//! Daily reminder digest pushed to a configured webhook.
//!
//! The original process pushed through a chat-vendor SDK; here the digest
//! goes to any JSON webhook endpoint supplied in configuration.

use serde::Serialize;
use serde_json::json;
use tracing::{info, instrument};
use utoipa::ToSchema;

use super::reminders::{Reminder, ReminderService};
use crate::errors::ServiceError;

#[derive(Debug, Serialize, ToSchema)]
pub struct DigestOutcome {
    /// Number of reminders due today
    #[schema(example = 2)]
    pub due: usize,
    /// Whether a push was sent
    pub pushed: bool,
    #[schema(example = "2 reminders pushed")]
    pub message: String,
}

pub struct NotifyService {
    reminders: ReminderService,
    http: reqwest::Client,
    webhook_url: Option<String>,
}

impl NotifyService {
    pub fn new(
        reminders: ReminderService,
        http: reqwest::Client,
        webhook_url: Option<String>,
    ) -> Self {
        Self { reminders, http, webhook_url }
    }

    fn render_digest(date: &str, due: &[Reminder]) -> String {
        let mut text = format!("Reminders due today ({date})\n");
        for (i, reminder) in due.iter().enumerate() {
            text.push_str(&format!(
                "\n{}. [{}] {}\n{}\n",
                i + 1,
                reminder.case_id,
                reminder.category,
                reminder.content
            ));
        }
        text
    }

    /// Collect today's pending reminders and push a text digest.
    #[instrument(skip(self))]
    pub async fn check_today(&self, today: &str) -> Result<DigestOutcome, ServiceError> {
        let webhook_url = self.webhook_url.as_deref().ok_or_else(|| {
            ServiceError::ServiceUnavailable(
                "notify webhook URL is not configured".to_string(),
            )
        })?;

        let due = self.reminders.due_on(today).await?;
        if due.is_empty() {
            return Ok(DigestOutcome {
                due: 0,
                pushed: false,
                message: "no reminders due today".to_string(),
            });
        }

        let digest = Self::render_digest(today, &due);
        let response = self
            .http
            .post(webhook_url)
            .json(&json!({ "text": digest }))
            .send()
            .await
            .map_err(|e| ServiceError::ExternalServiceError(e.to_string()))?;

        if !response.status().is_success() {
            return Err(ServiceError::ExternalServiceError(format!(
                "webhook returned {}",
                response.status()
            )));
        }

        info!(count = due.len(), "reminder digest pushed");
        Ok(DigestOutcome {
            due: due.len(),
            pushed: true,
            message: format!("{} reminders pushed", due.len()),
        })
    }
}

#[cfg(test)]
mod tests {
    use super::*;

    #[test]
    fn digest_lists_each_due_reminder() {
        let due = vec![
            Reminder {
                reminder_id: "R25-001".into(),
                case_id: "P25-001".into(),
                remind_on: "2025-04-15".into(),
                category: "manual".into(),
                content: "order flowers".into(),
                status: "pending".into(),
                created_by: "S02".into(),
            },
            Reminder {
                reminder_id: "R25-002".into(),
                case_id: "P25-002".into(),
                remind_on: "2025-04-15".into(),
                category: "ritual".into(),
                content: "seventh week".into(),
                status: "pending".into(),
                created_by: "S02".into(),
            },
        ];
        let digest = NotifyService::render_digest("2025-04-15", &due);
        assert!(digest.starts_with("Reminders due today (2025-04-15)"));
        assert!(digest.contains("1. [P25-001] manual"));
        assert!(digest.contains("2. [P25-002] ritual"));
        assert!(digest.contains("order flowers"));
    }
}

◇ ◇ ◇ ◇

▶ _YOUR ASSIGNMENT_: Show every line from the entries above in which "flowers" appears.

▶ _SOLUTION FOR THIS EXERCISE_:
                content: "order flowers".into(),
        assert!(digest.contains("order flowers"));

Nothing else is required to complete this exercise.